C’est là qu’Octave rencontra Gaby. Elle battait à genoux le linge pour l’essorer. Quand il l’aperçut, il crut voir sa sœur. Même âge, même grâce naturelle, même regard lumineux dans un visage empreint de douceur et volontaire à la fois, même pudeur aussi, qu’on aurait presque prise pour de la timidité. Une fille aussi jolie, d’apparence peu paysanne dans un pays perdu, attirait les regards des soldats. Ses yeux neutres repoussaient leurs avances et ceux qui osaient passer outre étaient gentiment, mais fermement éconduits. Octave n’était pas comme eux. Il l’avait saluée poliment en arrivant, puis s’était rasé sans la fixer effrontément. Elle avait pourtant vite remarqué qu’elle ne lui était pas indifférente, qu’il la regardait à la dérobée en tenant son petit miroir d’une main, le blaireau de l’autre, et qu’il détournait le regard dès qu’elle levait la tête pour ne pas la gêner. Bien fait de sa personne, il avait de la prestance, mais il n’en jouait pas comme d’autres auraient fait à sa place. Cette délicatesse la touchait.
Il terminait ses ablutions quand elle acheva sa lessive. Il lui proposa de porter son baquet. Plein à ras bords, il était lourd, elle accepta. Ils cheminèrent un moment sans rien se dire. Lui ne savait pas comment se lancer. Elle, sur la réserve, attendait qu’il fît le premier pas. Il sortit enfin de son embarras en lui parlant de Léa, à laquelle, dit-il, elle ressemblait comme deux gouttes d’eau, et c’est comme ça, en partant de leurs proches, que la conversation s’engagea. Gaby avait aussi un frère mobilisé, mais il se battait dans les Dardanelles contre les Turcs et elle ne le reverrait pas de sitôt. En attendant, elle restait seule avec son père, comme Léa croyait-elle, car Octave ne lui apprit que plus tard la fin tragique de Joseph. La petite ferme vivotait grâce à la solidarité des voisins, qui avaient des bras disponibles pour s’occuper des bêtes et du fourrage. La confiance se nouait peu à peu entre la lavandière et le soldat. Issus du même milieu, ils s’exprimaient de la même façon et se comprenaient à demi-mot. Leurs sensibilités s’accordaient spontanément et ils en vinrent à se livrer comme s’ils se connaissaient intimement. Ils sentaient confusément que l’affinité qui les unissait socialement pourrait devenir le ferment d’un attachement plus profond.

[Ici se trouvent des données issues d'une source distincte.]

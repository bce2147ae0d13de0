//! quadmap is the core of a projection-mapping editor.
//!
//! Media sources (video streams, still images) are mapped onto free-form quadrilateral
//! surfaces that the user drags into place on a projector output:
//!
//! - Build a [`Project`] of [`Surface`]s bound to sources in a [`SourceRegistry`]
//! - Feed pointer and key input through [`handle_event`] with an [`EditorSession`]
//! - Compile frames with [`compile_frame`] and rasterize them with a [`RenderBackend`]
//! - Save and load projects as JSON
#![forbid(unsafe_code)]

pub mod foundation {
    pub mod config;
    pub mod core;
    pub mod error;
    pub(crate) mod math;
}

pub mod geometry {
    pub mod polygon;
}

pub mod surface {
    pub mod grid;
    pub mod model;
    pub mod rescale;
}

pub mod media {
    pub mod decode;
    pub mod handle;
    pub mod registry;
    pub mod video;
}

pub mod history {
    pub mod manager;
}

pub mod editor {
    pub mod input;
    pub mod session;
}

pub mod project {
    pub mod model;
    pub mod persist;
}

pub mod render {
    pub mod backend;
    pub mod composite;
    pub mod cpu;
    pub mod frame_loop;
    pub(crate) mod label;
    pub mod plan;
    pub mod quad;
}

pub use crate::foundation::config::EditorConfig;
pub use crate::foundation::core::{Affine, BezPath, Point, Rect, Rgba8Premul, Vec2, Viewport};
pub use crate::foundation::error::{QuadmapError, QuadmapResult};

pub use crate::editor::input::{EditorResponse, InputEvent, Key, Modifiers, handle_event};
pub use crate::editor::session::{DragState, EditorSession, Mode};
pub use crate::geometry::polygon::{BoundingBox, bounding_box, distance, point_in_polygon};
pub use crate::history::manager::History;
pub use crate::media::handle::{MediaFrame, MediaHandle, StillImage, Unavailable};
pub use crate::media::registry::{MediaKind, MediaSource, Resolved, SourceRegistry};
pub use crate::project::model::Project;
pub use crate::project::persist::{PROJECT_FORMAT_VERSION, ProjectFile};
pub use crate::render::backend::{FrameRGBA, RenderBackend, RenderSettings};
pub use crate::render::cpu::CpuBackend;
pub use crate::render::frame_loop::{
    FixedRateClock, FrameClock, FrameLoop, FrameSink, InMemorySink, ManualClock,
    PngSequenceSink, SinkConfig,
};
pub use crate::render::plan::{FramePlan, compile_frame};
pub use crate::surface::grid::GridLayout;
pub use crate::surface::model::{
    BlendMode, Corner, HueColor, SourceId, Surface, SurfaceId, SurfaceProps,
};
pub use crate::surface::rescale::rescale_surfaces;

Arrivée devant chez elle, Gaby se dirigea vers la haie où elle mettait la lessive à sécher quand il faisait soleil. Celle de la veille était encore étendue. Elle demanda à Octave de l’aider à la plier. L’idée d’associer à une tâche ménagère un gaillard comme lui l’amusait. Lui, trop heureux de pouvoir rester un moment en sa compagnie, sauta sur l’occasion. Alors qu’ils tiraient les draps de toile à chaque extrémité pour en effacer les plis, il mesura mal sa force et lui fit perdre d’un coup l’équilibre. Elle tomba en avant et se ramassa en s’esclaffant, ce qui eut pour effet de le rassurer sur sa maladresse. Riant à son tour, il l’aida à se relever et retint une seconde sa main dans la sienne. Elle ne fit rien pour la retirer. Ce simple toucher de leurs peaux, contact furtif et muet, leur fit sentir qu’ils se plaisaient.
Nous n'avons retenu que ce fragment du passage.